Make your mistakes elsewhere. Some families have the rigid rule that the heirs-apparent must first work 5 to 10 years with another business -- frequently a large corporation in the same industry -- and achieve some notable successes in this job before joining the family business. Upon then coming on board, they are recognized to be a competent and valued player in the industry, not just "the boss' son or daughter."

Only competence counts. Family members are entitled to a job in the family business only if their performance is equal to and preferably clearly superior to the unrelated employee in a parallel job. The family must hold itself to the highest standards of performance; they must be mentors to all other employees. Lazy and mediocre relatives are resented by non-family employees at all levels and quickly become a malignancy within the organization. Some families pay the incompetent relative to work at some other job simply to keep his/her debilitating influence out of the family business.

Key non-family positions. The family business must make a conscious effort to place a number of non-family members in key management positions. While it is clear that the CEO job is unlikely to be available to them, they must be given real responsibility, authority and power, and must command the respect of the family. The right people for these critical jobs will expect a generous compensation package and often some kind of equity-equivalents. In the 1920s, the duPonts began giving their non-family executives "phantom stock" which became a most effective incentive.

Plan for succession. Succession is one of the touchiest problems in most family businesses. Two rules are fundamental. First, plan early, and in an orderly and open way. This vital decision should never be deferred until after the death or unanticipated disability of the founder or CEO; only bitterness and misunderstanding are likely to ensue. And second, the selection of the successor should be entrusted to a truly independent and knowledgeable outsider. This outsider must know the company and have observed the candidates at work. This outsider may be a professor who has been a long-term advisor to the company, or possibly an independent CPA or an attorney. Obviously, it is essential that this outsider have "no axe to grind" and that the ultimate decision can be expected to be one fully respected and honored by both the family and the key non-family workers in the company.

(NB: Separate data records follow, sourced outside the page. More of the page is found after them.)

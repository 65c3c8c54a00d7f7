use serde::{Deserialize, Serialize};

/// How a crew schedules its tasks
#[derive(Debug, Clone, Copy, Default, PartialEq, Eq, Serialize, Deserialize)]
#[serde(rename_all = "snake_case")]
pub enum Process {
    /// Tasks run in list order; each sees the results of all earlier tasks
    #[default]
    Sequential,
}

impl std::fmt::Display for Process {
    fn fmt(&self, f: &mut std::fmt::Formatter<'_>) -> std::fmt::Result {
        match self {
            Process::Sequential => write!(f, "sequential"),
        }
    }
}
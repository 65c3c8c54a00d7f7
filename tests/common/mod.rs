//! Stub providers shared by the integration tests

#![allow(dead_code)]

use anyhow::Result;
use async_trait::async_trait;
use cloudcrew::llm::{LlmProvider, Message};
use std::collections::VecDeque;
use std::sync::Mutex;

/// One recorded model call
#[derive(Debug, Clone)]
pub struct Call {
    pub user_message: String,
    pub system_prompt: Option<String>,
}

/// Replies with the prompt it was given
#[derive(Default)]
pub struct EchoProvider {
    pub calls: Mutex<Vec<Call>>,
}

#[async_trait]
impl LlmProvider for EchoProvider {
    async fn send_message(
        &self,
        user_message: &str,
        _conversation_history: &[Message],
        system_prompt: Option<&str>,
    ) -> Result<String> {
        self.calls.lock().unwrap().push(Call {
            user_message: user_message.to_string(),
            system_prompt: system_prompt.map(str::to_string),
        });
        Ok(user_message.to_string())
    }

    fn model(&self) -> String {
        "echo".to_string()
    }

    fn provider_name(&self) -> &str {
        "stub"
    }
}

/// Replies from a fixed script; an `Err` entry fails that call
pub struct ScriptedProvider {
    replies: Mutex<VecDeque<Result<String, String>>>,
    pub calls: Mutex<Vec<Call>>,
}

impl ScriptedProvider {
    pub fn new(replies: Vec<Result<&str, &str>>) -> Self {
        Self {
            replies: Mutex::new(
                replies
                    .into_iter()
                    .map(|r| r.map(str::to_string).map_err(str::to_string))
                    .collect(),
            ),
            calls: Mutex::new(Vec::new()),
        }
    }

    pub fn call_count(&self) -> usize {
        self.calls.lock().unwrap().len()
    }
}

#[async_trait]
impl LlmProvider for ScriptedProvider {
    async fn send_message(
        &self,
        user_message: &str,
        _conversation_history: &[Message],
        system_prompt: Option<&str>,
    ) -> Result<String> {
        self.calls.lock().unwrap().push(Call {
            user_message: user_message.to_string(),
            system_prompt: system_prompt.map(str::to_string),
        });

        match self.replies.lock().unwrap().pop_front() {
            Some(Ok(text)) => Ok(text),
            Some(Err(message)) => anyhow::bail!(message),
            None => anyhow::bail!("script exhausted"),
        }
    }

    fn model(&self) -> String {
        "scripted".to_string()
    }

    fn provider_name(&self) -> &str {
        "stub"
    }
}

/// Cloneable in-memory sink for console output
#[derive(Clone, Default)]
pub struct SharedBuffer(pub std::sync::Arc<Mutex<Vec<u8>>>);

impl SharedBuffer {
    pub fn contents(&self) -> String {
        String::from_utf8_lossy(&self.0.lock().unwrap()).into_owned()
    }
}

impl std::io::Write for SharedBuffer {
    fn write(&mut self, buf: &[u8]) -> std::io::Result<usize> {
        self.0.lock().unwrap().extend_from_slice(buf);
        Ok(buf.len())
    }

    fn flush(&mut self) -> std::io::Result<()> {
        Ok(())
    }
}
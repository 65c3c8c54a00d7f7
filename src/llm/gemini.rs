//! Gemini API client
//!
//! This module provides a direct HTTP client for the Gemini `generateContent`
//! REST endpoint, translating between the crate's [`Message`] type and the
//! Gemini wire format.
//!
//! # Authentication
//!
//! Uses a Google AI Studio API key, sent in the `x-goog-api-key` header.
//!
//! ```ignore
//! // From a loaded config
//! let llm = GeminiProvider::from_config(&CrewConfig::from_env()?)?;
//!
//! // With explicit API key
//! let llm = GeminiProvider::new("AIza...")?.with_model("gemini-2.5-flash");
//! ```

use anyhow::{Context, Result};
use reqwest::Client;
use serde::{Deserialize, Serialize};

use super::provider::LlmProvider;
use super::types::{Message, Usage};
use crate::config::{
    normalize_model, CrewConfig, DEFAULT_BASE_URL, DEFAULT_MAX_OUTPUT_TOKENS, DEFAULT_MODEL,
    DEFAULT_TEMPERATURE,
};

// ============================================================================
// Gemini-specific request/response types
// ============================================================================

#[derive(Debug, Serialize)]
#[serde(rename_all = "camelCase")]
struct GeminiRequest {
    contents: Vec<GeminiContent>,
    #[serde(skip_serializing_if = "Option::is_none")]
    system_instruction: Option<GeminiContent>,
    generation_config: GeminiGenerationConfig,
}

#[derive(Debug, Clone, Serialize, Deserialize)]
struct GeminiContent {
    #[serde(default, skip_serializing_if = "Option::is_none")]
    role: Option<String>,
    #[serde(default)]
    parts: Vec<GeminiPart>,
}

#[derive(Debug, Clone, Serialize, Deserialize)]
struct GeminiPart {
    #[serde(default, skip_serializing_if = "Option::is_none")]
    text: Option<String>,
    /// Set on thinking-summary parts, which are not part of the answer
    #[serde(default, skip_serializing_if = "Option::is_none")]
    thought: Option<bool>,
}

impl GeminiPart {
    fn text(text: impl Into<String>) -> Self {
        Self {
            text: Some(text.into()),
            thought: None,
        }
    }
}

#[derive(Debug, Serialize)]
#[serde(rename_all = "camelCase")]
struct GeminiGenerationConfig {
    temperature: f32,
    max_output_tokens: u32,
}

// Response types

#[derive(Debug, Deserialize)]
#[serde(rename_all = "camelCase")]
struct GeminiResponse {
    #[serde(default)]
    candidates: Vec<GeminiCandidate>,
    #[serde(default)]
    usage_metadata: Option<GeminiUsage>,
    #[serde(default)]
    model_version: Option<String>,
}

#[derive(Debug, Deserialize)]
#[serde(rename_all = "camelCase")]
struct GeminiCandidate {
    #[serde(default)]
    content: Option<GeminiContent>,
    #[serde(default)]
    finish_reason: Option<String>,
}

#[derive(Debug, Deserialize)]
#[serde(rename_all = "camelCase")]
struct GeminiUsage {
    #[serde(default)]
    prompt_token_count: u32,
    #[serde(default)]
    candidates_token_count: u32,
}

// ============================================================================
// GeminiProvider
// ============================================================================

/// Gemini LLM provider
pub struct GeminiProvider {
    client: Client,
    api_key: String,
    model: String,
    temperature: f32,
    max_tokens: u32,
    api_base: String,
}

impl GeminiProvider {
    /// Create a new Gemini provider with a specific API key and default settings
    pub fn new(api_key: impl Into<String>) -> Result<Self> {
        let api_key = api_key.into();
        if api_key.trim().is_empty() {
            anyhow::bail!("Gemini API key must not be empty");
        }

        Ok(Self {
            client: Client::new(),
            api_key,
            model: DEFAULT_MODEL.to_string(),
            temperature: DEFAULT_TEMPERATURE,
            max_tokens: DEFAULT_MAX_OUTPUT_TOKENS,
            api_base: DEFAULT_BASE_URL.to_string(),
        })
    }

    /// Create a Gemini provider from a loaded [`CrewConfig`]
    pub fn from_config(config: &CrewConfig) -> Result<Self> {
        tracing::info!("Creating Gemini provider for model {}", config.model);

        Ok(Self::new(config.api_key.clone())?
            .with_model(config.model.clone())
            .with_temperature(config.temperature)
            .with_max_tokens(config.max_output_tokens)
            .with_base_url(config.base_url.clone()))
    }

    /// Set the model to use; a `gemini/` prefix is stripped
    pub fn with_model(mut self, model: impl Into<String>) -> Self {
        self.model = normalize_model(model.into());
        self
    }

    /// Set the sampling temperature
    pub fn with_temperature(mut self, temperature: f32) -> Self {
        self.temperature = temperature;
        self
    }

    /// Set the max output tokens for responses
    pub fn with_max_tokens(mut self, max_tokens: u32) -> Self {
        self.max_tokens = max_tokens;
        self
    }

    /// Point the client at a different API base (proxies, test servers)
    pub fn with_base_url(mut self, base_url: impl Into<String>) -> Self {
        self.api_base = base_url.into().trim_end_matches('/').to_string();
        self
    }

    fn endpoint(&self) -> String {
        format!("{}/models/{}:generateContent", self.api_base, self.model)
    }

    // ========================================================================
    // Format conversion
    // ========================================================================

    /// Convert internal messages to Gemini contents
    ///
    /// Gemini calls the assistant role "model".
    fn convert_messages(&self, messages: &[Message]) -> Vec<GeminiContent> {
        messages
            .iter()
            .map(|msg| GeminiContent {
                role: Some(if msg.is_user() { "user" } else { "model" }.to_string()),
                parts: vec![GeminiPart::text(msg.content.clone())],
            })
            .collect()
    }

    fn build_request(&self, messages: &[Message], system_prompt: Option<&str>) -> GeminiRequest {
        GeminiRequest {
            contents: self.convert_messages(messages),
            system_instruction: system_prompt
                .filter(|s| !s.is_empty())
                .map(|s| GeminiContent {
                    role: None,
                    parts: vec![GeminiPart::text(s)],
                }),
            generation_config: GeminiGenerationConfig {
                temperature: self.temperature,
                max_output_tokens: self.max_tokens,
            },
        }
    }

    /// Extract the answer text from the first candidate
    fn convert_response(&self, response: GeminiResponse) -> Result<(String, Usage)> {
        let candidate = response
            .candidates
            .into_iter()
            .next()
            .context("No candidates in Gemini response")?;

        let text: String = candidate
            .content
            .map(|c| c.parts)
            .unwrap_or_default()
            .into_iter()
            .filter(|p| !p.thought.unwrap_or(false))
            .filter_map(|p| p.text)
            .collect();

        if text.is_empty() {
            anyhow::bail!(
                "Gemini returned no text (finish reason: {})",
                candidate.finish_reason.as_deref().unwrap_or("unknown")
            );
        }

        let usage = response
            .usage_metadata
            .map(|u| Usage {
                input_tokens: u.prompt_token_count,
                output_tokens: u.candidates_token_count,
            })
            .unwrap_or_default();

        Ok((text, usage))
    }

    // ========================================================================
    // API methods
    // ========================================================================

    /// Send a non-streaming request to the Gemini API
    async fn send_gemini_request(&self, request: &GeminiRequest) -> Result<GeminiResponse> {
        let url = self.endpoint();

        let request_json =
            serde_json::to_string(request).context("Failed to serialize Gemini request")?;
        tracing::debug!("[Gemini] Request JSON: {}", request_json);

        let response = self
            .client
            .post(&url)
            .header("Content-Type", "application/json")
            .header("x-goog-api-key", &self.api_key)
            .body(request_json)
            .send()
            .await
            .context("Failed to send request to Gemini API")?;

        let status = response.status();
        let response_text = response
            .text()
            .await
            .context("Failed to read Gemini response body")?;

        tracing::debug!("[Gemini] Response status: {}", status);
        tracing::debug!("[Gemini] Response body: {}", response_text);

        if !status.is_success() {
            tracing::error!("[Gemini] API error: {} - {}", status, response_text);
            anyhow::bail!("Gemini API error ({}): {}", status, response_text);
        }

        let gemini_response: GeminiResponse = serde_json::from_str(&response_text)
            .context("Failed to parse Gemini API response")?;

        Ok(gemini_response)
    }
}

// ============================================================================
// LlmProvider implementation
// ============================================================================

#[async_trait::async_trait]
impl LlmProvider for GeminiProvider {
    async fn send_message(
        &self,
        user_message: &str,
        conversation_history: &[Message],
        system_prompt: Option<&str>,
    ) -> Result<String> {
        tracing::info!("[Gemini] Sending message to {}", self.model);

        let mut messages: Vec<Message> = conversation_history.to_vec();
        messages.push(Message::user(user_message));

        let request = self.build_request(&messages, system_prompt);
        let response = self.send_gemini_request(&request).await?;
        if let Some(ref version) = response.model_version {
            tracing::debug!("[Gemini] Model version: {}", version);
        }

        let (text, usage) = self.convert_response(response)?;
        tracing::info!(
            "[Gemini] Response received: {} input tokens, {} output tokens",
            usage.input_tokens,
            usage.output_tokens
        );

        Ok(text)
    }

    fn model(&self) -> String {
        self.model.clone()
    }

    fn provider_name(&self) -> &str {
        "gemini"
    }
}
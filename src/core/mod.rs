//! Core types shared across the crate

pub mod error;

pub use error::{CrewError, CrewResult};
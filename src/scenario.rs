//! The cloud design crew
//!
//! A Principal Cloud Architect drafts an architecture for an e-commerce
//! migration, then a Lead DevSecOps Engineer audits that design.

use std::sync::Arc;

use crate::agent::AgentSpec;
use crate::crew::{Crew, Process};
use crate::llm::LlmProvider;
use crate::task::TaskSpec;

pub const ARCHITECT_ROLE: &str = "Principal Cloud Architect";
pub const ARCHITECT_GOAL: &str = "Design highly scalable, resilient, and cost-effective cloud \
infrastructures based on user requirements.";
pub const ARCHITECT_BACKSTORY: &str = "You are a seasoned cloud architect with 15+ years of \
experience across AWS, GCP, and Azure. You excel at designing modern microservices, serverless \
architectures, and event-driven systems. Your primary focus is ensuring the system can handle \
massive scale while keeping latency low.";

pub const SECURITY_ROLE: &str = "Lead DevSecOps Engineer";
pub const SECURITY_GOAL: &str = "Rigorously review cloud architectures to identify \
vulnerabilities, ensure compliance, and enforce zero-trust security.";
pub const SECURITY_BACKSTORY: &str = "You are a paranoid but brilliant cybersecurity veteran. \
You specialize in cloud security posture management, IAM least-privilege policies, network \
isolation, and data encryption. You view every architecture through the lens of a potential \
attacker and fix flaws before deployment.";

/// The system the crew is asked to design
pub const PROJECT_SCENARIO: &str = "A global e-commerce platform transitioning from a monolith \
to microservices. It requires secure user authentication, a high-throughput inventory \
management system, and seamless integration with third-party payment gateways. It anticipates \
massive traffic spikes during holiday sales.";

pub const DESIGN_EXPECTED_OUTPUT: &str = "A detailed Architectural Design Document outlining \
services, data flow, and scaling strategies.";

pub const REVIEW_DESCRIPTION: &str = "Critically review the Architectural Design Document \
produced by the Principal Cloud Architect. Identify at least 3 potential security \
vulnerabilities or single points of failure. Provide concrete, actionable remediations for each \
vulnerability (e.g., adding WAF, adjusting VPC peering, enforcing KMS encryption).";

pub const REVIEW_EXPECTED_OUTPUT: &str = "A Security Audit Report listing vulnerabilities found, \
risk severity, and mandatory architecture modifications.";

pub fn cloud_architect(llm: Arc<dyn LlmProvider>) -> AgentSpec {
    AgentSpec::new(ARCHITECT_ROLE, ARCHITECT_GOAL, ARCHITECT_BACKSTORY, llm)
}

pub fn devsecops_engineer(llm: Arc<dyn LlmProvider>) -> AgentSpec {
    AgentSpec::new(SECURITY_ROLE, SECURITY_GOAL, SECURITY_BACKSTORY, llm)
}

/// Instruction for the architecture task, with the scenario embedded
pub fn design_description(scenario: &str) -> String {
    format!(
        "Analyze the following project scenario: '{}'.\n\
         Create a comprehensive cloud architecture design. You must specify the cloud provider \
         (or multi-cloud), compute resources, databases, caching layers, message queues, and \
         content delivery networks. Justify why you chose these specific services.",
        scenario
    )
}

/// Build the two-agent crew with both agents bound to `llm`
pub fn cloud_design_crew(llm: Arc<dyn LlmProvider>) -> Crew {
    cloud_design_crew_for(PROJECT_SCENARIO, llm)
}

/// Same crew, pointed at a different scenario
pub fn cloud_design_crew_for(scenario: &str, llm: Arc<dyn LlmProvider>) -> Crew {
    let architect = Arc::new(cloud_architect(llm.clone()));
    let security = Arc::new(devsecops_engineer(llm));

    let design_task = TaskSpec::new(
        design_description(scenario),
        DESIGN_EXPECTED_OUTPUT,
        architect.clone(),
    );
    let review_task = TaskSpec::new(REVIEW_DESCRIPTION, REVIEW_EXPECTED_OUTPUT, security.clone());

    Crew::new(vec![architect, security], vec![design_task, review_task])
        .with_process(Process::Sequential)
}

#[cfg(test)]
mod tests {
    use super::*;
    use crate::llm::Message;
    use anyhow::Result;
    use async_trait::async_trait;

    struct NullProvider;

    #[async_trait]
    impl LlmProvider for NullProvider {
        async fn send_message(
            &self,
            _user_message: &str,
            _history: &[Message],
            _system_prompt: Option<&str>,
        ) -> Result<String> {
            Ok(String::new())
        }

        fn model(&self) -> String {
            "null".to_string()
        }

        fn provider_name(&self) -> &str {
            "test"
        }
    }

    #[test]
    fn test_crew_shape() {
        let crew = cloud_design_crew(Arc::new(NullProvider));
        assert!(crew.validate().is_ok());
        assert_eq!(crew.agents().len(), 2);
        assert_eq!(crew.tasks().len(), 2);
        assert_eq!(crew.process(), Process::Sequential);

        let tasks = crew.tasks();
        assert_eq!(tasks[0].agent().role(), ARCHITECT_ROLE);
        assert_eq!(tasks[1].agent().role(), SECURITY_ROLE);
        assert!(tasks[0].description().contains(PROJECT_SCENARIO));
        assert!(crew.agents().iter().all(|a| !a.allow_delegation()));
    }

    #[test]
    fn test_custom_scenario() {
        let crew = cloud_design_crew_for("A ride-sharing backend", Arc::new(NullProvider));
        assert!(crew.tasks()[0]
            .description()
            .starts_with("Analyze the following project scenario: 'A ride-sharing backend'."));
    }
}
//! Run storage helpers
//!
//! Handles reading and writing run records to disk.

use std::fs::{self, File};
use std::io::{BufReader, BufWriter};
use std::path::PathBuf;

use crate::core::CrewResult;
use crate::crew::CrewOutput;

/// Run storage manager
#[derive(Debug, Clone)]
pub struct RunStorage {
    base_dir: PathBuf,
}

impl RunStorage {
    /// Create a run storage rooted at `dir`
    pub fn with_dir(dir: impl Into<PathBuf>) -> Self {
        Self {
            base_dir: dir.into(),
        }
    }

    /// Get the record path for a run
    pub fn run_path(&self, run_id: &str) -> PathBuf {
        self.base_dir.join(format!("{}.json", run_id))
    }

    /// Save a finished run, returning the file it was written to
    pub fn save(&self, output: &CrewOutput) -> CrewResult<PathBuf> {
        fs::create_dir_all(&self.base_dir)?;
        let path = self.run_path(&output.run_id.to_string());

        let file = File::create(&path)?;
        let writer = BufWriter::new(file);
        serde_json::to_writer_pretty(writer, output)?;

        tracing::info!("Run record saved to {}", path.display());
        Ok(path)
    }

    /// Load a run record by id
    pub fn load(&self, run_id: &str) -> CrewResult<CrewOutput> {
        let file = File::open(self.run_path(run_id))?;
        let reader = BufReader::new(file);
        Ok(serde_json::from_reader(reader)?)
    }

    /// List stored run ids, oldest first by file name
    pub fn list_runs(&self) -> CrewResult<Vec<String>> {
        if !self.base_dir.exists() {
            return Ok(Vec::new());
        }

        let mut ids: Vec<String> = fs::read_dir(&self.base_dir)?
            .filter_map(|entry| entry.ok())
            .map(|entry| entry.path())
            .filter(|path| path.extension().is_some_and(|ext| ext == "json"))
            .filter_map(|path| path.file_stem().map(|s| s.to_string_lossy().into_owned()))
            .collect();
        ids.sort();
        Ok(ids)
    }
}

#[cfg(test)]
mod tests {
    use super::*;
    use crate::task::TaskOutput;
    use chrono::Utc;
    use tempfile::TempDir;
    use uuid::Uuid;

    fn sample_output() -> CrewOutput {
        let task = TaskOutput {
            description: "Design".to_string(),
            expected_output: "Doc".to_string(),
            agent_role: "Architect".to_string(),
            raw: "the design".to_string(),
            summary: "Design...".to_string(),
        };
        CrewOutput {
            run_id: Uuid::new_v4(),
            raw: task.raw.clone(),
            tasks_output: vec![task],
            started_at: Utc::now(),
            finished_at: Utc::now(),
        }
    }

    #[test]
    fn test_save_and_load() {
        let dir = TempDir::new().unwrap();
        let storage = RunStorage::with_dir(dir.path().join("runs"));
        let output = sample_output();

        let path = storage.save(&output).unwrap();
        assert!(path.exists());

        let loaded = storage.load(&output.run_id.to_string()).unwrap();
        assert_eq!(loaded, output);
        assert_eq!(storage.list_runs().unwrap(), vec![output.run_id.to_string()]);
    }

    #[test]
    fn test_list_runs_missing_dir() {
        let dir = TempDir::new().unwrap();
        let storage = RunStorage::with_dir(dir.path().join("nope"));
        assert!(storage.list_runs().unwrap().is_empty());
    }

    #[test]
    fn test_load_missing_run() {
        let dir = TempDir::new().unwrap();
        let storage = RunStorage::with_dir(dir.path());
        assert!(storage.load("missing").is_err());
    }
}
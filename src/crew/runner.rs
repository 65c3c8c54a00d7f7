//! Sequential task runner
//!
//! Tasks execute strictly in order. Task *i* receives the results of tasks
//! *1..i-1* joined into its context slot. The first failure aborts the run:
//! later tasks are never attempted and no partial output is returned.

use anyhow::{Context, Result};
use chrono::Utc;
use std::sync::Arc;
use uuid::Uuid;

use super::output::CrewOutput;
use super::process::Process;
use crate::agent::prompt::join_context;
use crate::agent::AgentSpec;
use crate::cli::Console;
use crate::core::{CrewError, CrewResult};
use crate::runs::RunStorage;
use crate::task::{TaskOutput, TaskSpec};

/// Called after each task finishes, before the next one starts
pub type TaskCallback = Arc<dyn Fn(&TaskOutput) + Send + Sync>;

/// A group of agents working through an ordered task list
pub struct Crew {
    agents: Vec<Arc<AgentSpec>>,
    tasks: Vec<TaskSpec>,
    process: Process,
    console: Console,
    verbose: bool,
    storage: Option<RunStorage>,
    task_callback: Option<TaskCallback>,
}

impl Crew {
    pub fn new(agents: Vec<Arc<AgentSpec>>, tasks: Vec<TaskSpec>) -> Self {
        Self {
            agents,
            tasks,
            process: Process::default(),
            console: Console::new(),
            verbose: false,
            storage: None,
            task_callback: None,
        }
    }

    pub fn with_process(mut self, process: Process) -> Self {
        self.process = process;
        self
    }

    /// Print per-task progress and answers through the console
    pub fn with_verbose(mut self, verbose: bool) -> Self {
        self.verbose = verbose;
        self
    }

    /// Console used for progress output when verbose
    pub fn with_console(mut self, console: Console) -> Self {
        self.console = console;
        self
    }

    pub fn is_verbose(&self) -> bool {
        self.verbose
    }

    /// Save a record of each successful run
    pub fn with_storage(mut self, storage: RunStorage) -> Self {
        self.storage = Some(storage);
        self
    }

    pub fn with_task_callback<F>(mut self, callback: F) -> Self
    where
        F: Fn(&TaskOutput) + Send + Sync + 'static,
    {
        self.task_callback = Some(Arc::new(callback));
        self
    }

    pub fn agents(&self) -> &[Arc<AgentSpec>] {
        &self.agents
    }

    pub fn tasks(&self) -> &[TaskSpec] {
        &self.tasks
    }

    pub fn process(&self) -> Process {
        self.process
    }

    /// Check the crew can run without calling any model
    pub fn validate(&self) -> CrewResult<()> {
        if self.tasks.is_empty() {
            return Err(CrewError::NoTasks);
        }

        for task in &self.tasks {
            if !self.agents.iter().any(|a| Arc::ptr_eq(a, task.agent())) {
                return Err(CrewError::UnknownAgent(task.summary()));
            }
        }

        Ok(())
    }

    /// Run every task and return the final output
    pub async fn kickoff(&self) -> Result<CrewOutput> {
        self.validate()?;

        let run_id = Uuid::new_v4();
        let started_at = Utc::now();
        tracing::info!(
            "Crew run {} starting: {} agents, {} tasks, {} process",
            run_id,
            self.agents.len(),
            self.tasks.len(),
            self.process
        );

        let tasks_output = match self.process {
            Process::Sequential => self.run_sequential().await?,
        };

        let raw = tasks_output
            .last()
            .map(|o| o.raw.clone())
            .unwrap_or_default();

        let output = CrewOutput {
            run_id,
            raw,
            tasks_output,
            started_at,
            finished_at: Utc::now(),
        };

        tracing::info!(
            "Crew run {} finished in {} ms",
            run_id,
            output.duration().num_milliseconds()
        );

        if let Some(ref storage) = self.storage {
            storage
                .save(&output)
                .context("Failed to save run record")?;
        }

        Ok(output)
    }

    async fn run_sequential(&self) -> Result<Vec<TaskOutput>> {
        let mut outputs: Vec<TaskOutput> = Vec::with_capacity(self.tasks.len());

        for (index, task) in self.tasks.iter().enumerate() {
            let agent = task.agent();

            if agent.allow_delegation() {
                tracing::warn!(
                    "Agent '{}' allows delegation, which the sequential process ignores",
                    agent.role()
                );
            }

            let prior: Vec<&str> = outputs.iter().map(|o| o.raw.as_str()).collect();
            let context = join_context(&prior);

            tracing::info!(
                "Task {}/{} started by '{}' ({} chars of context)",
                index + 1,
                self.tasks.len(),
                agent.role(),
                context.len()
            );
            if self.verbose {
                self.console.print_task_start(agent.role(), task.description());
            }

            let raw = agent
                .execute_task(task, &context)
                .await
                .with_context(|| format!("Task {} ('{}') failed", index + 1, agent.role()))?;

            let output = TaskOutput::new(task, raw);
            if self.verbose {
                self.console.print_final_answer(agent.role(), &output.raw);
            }
            if let Some(ref callback) = self.task_callback {
                callback(&output);
            }

            outputs.push(output);
        }

        Ok(outputs)
    }
}

impl std::fmt::Debug for Crew {
    fn fmt(&self, f: &mut std::fmt::Formatter<'_>) -> std::fmt::Result {
        f.debug_struct("Crew")
            .field("agents", &self.agents)
            .field("tasks", &self.tasks)
            .field("process", &self.process)
            .field("verbose", &self.verbose)
            .field("storage", &self.storage)
            .finish()
    }
}
pub mod gemini;
pub mod provider;
pub mod types;

pub use gemini::GeminiProvider;
pub use provider::LlmProvider;
pub use types::{Message, Usage};
// Copyright 2024 Irreducible Inc.

use simdadd_kernel::AllocPolicy;
use simdadd_utils::env::{boolean_env_flag_set, parse_env_var, InvalidEnvVar};

/// Overrides the array length.
pub const ARRAY_LEN_VAR: &str = "SIMDADD_ARRAY_LEN";
/// Boolean flag that makes the output buffer allocation fail.
pub const FAIL_ALLOC_VAR: &str = "SIMDADD_FAIL_ALLOC";

pub const DEFAULT_ARRAY_LEN: usize = 1024;

#[derive(Clone, Copy, Debug, PartialEq, Eq)]
pub struct DriverConfig {
	pub len: usize,
	pub alloc_policy: AllocPolicy,
}

impl Default for DriverConfig {
	fn default() -> Self {
		Self {
			len: DEFAULT_ARRAY_LEN,
			alloc_policy: AllocPolicy::System,
		}
	}
}

impl DriverConfig {
	pub fn from_env() -> Result<Self, InvalidEnvVar> {
		let len = parse_env_var(ARRAY_LEN_VAR)?.unwrap_or(DEFAULT_ARRAY_LEN);
		// Fail on the third buffer so the two inputs are already held when the error hits.
		let alloc_policy = if boolean_env_flag_set(FAIL_ALLOC_VAR) {
			AllocPolicy::FailAfter(2)
		} else {
			AllocPolicy::System
		};

		Ok(Self { len, alloc_policy })
	}
}
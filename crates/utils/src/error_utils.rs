// Copyright 2024-2025 Irreducible Inc.

//! Early-return helpers for functions returning `Result`.
//!
//! The error is recorded as a `debug` event at the call site before it is returned, so
//! `RUST_LOG=debug` shows where a failure originated. With the `bail_panic` feature enabled,
//! [`bail!`] panics at the call site instead, which puts the origin in a backtrace.

/// Log `$err` and return `Err($err.into())` from the enclosing function.
#[cfg(not(feature = "bail_panic"))]
#[macro_export]
macro_rules! bail {
	($err:expr $(,)?) => {{
		let err = $err;
		$crate::__private::tracing::debug!(
			error = %err,
			location = concat!(file!(), ":", line!()),
			"returning error"
		);
		return Err(err.into());
	}};
}

/// Panic with `$err` at the call site.
#[cfg(feature = "bail_panic")]
#[macro_export]
macro_rules! bail {
	($err:expr $(,)?) => {
		panic!("bail at {}:{}: {}", file!(), line!(), $err)
	};
}

/// [`bail!`] with `$err` unless `$cond` holds. `$err` is only evaluated on failure.
#[macro_export]
macro_rules! ensure {
	($cond:expr, $err:expr $(,)?) => {
		if !($cond) {
			$crate::bail!($err);
		}
	};
}
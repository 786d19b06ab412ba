// Copyright 2023 Irreducible Inc.

#[cfg(target_feature = "sse2")]
mod m128;
#[cfg(target_feature = "avx")]
mod m256;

The family business is unlike all other forms of business ownership. It has remarkable strengths and advantages, but it can also unleash some disastrous demons. These guidelines offer the basic weapons to protect the prosperity of the carefully nurtured family enterprise from the demons lurking within the family itself.

 



Generation to Generation By Kelin E. Gersick, John A. Davis, Marion McCollom Hampton and Ivan Lansberg

Between 65 and 80 percent of all businesses worldwide are owned or controlled by families, including 40 percent of the Fortune 500® corporations. In the United States, family businesses employ more than half of our workforce and generate more than half of our gross domestic product (GDP). Indeed, family-controlled businesses are the dominant form of business throughout much of the world. Family businesses are truly very big business.

Generation to Generation: Life Cycles of the Family Business is an analysis of the way in which the family-controlled business differs fundamentally from the public corporation. The four authors are seasoned management consultants whose focus has been family-controlled business enterprises. Out of their unavoidably practical work coupled with their academic research has emerged the development model of the family business presented in this book.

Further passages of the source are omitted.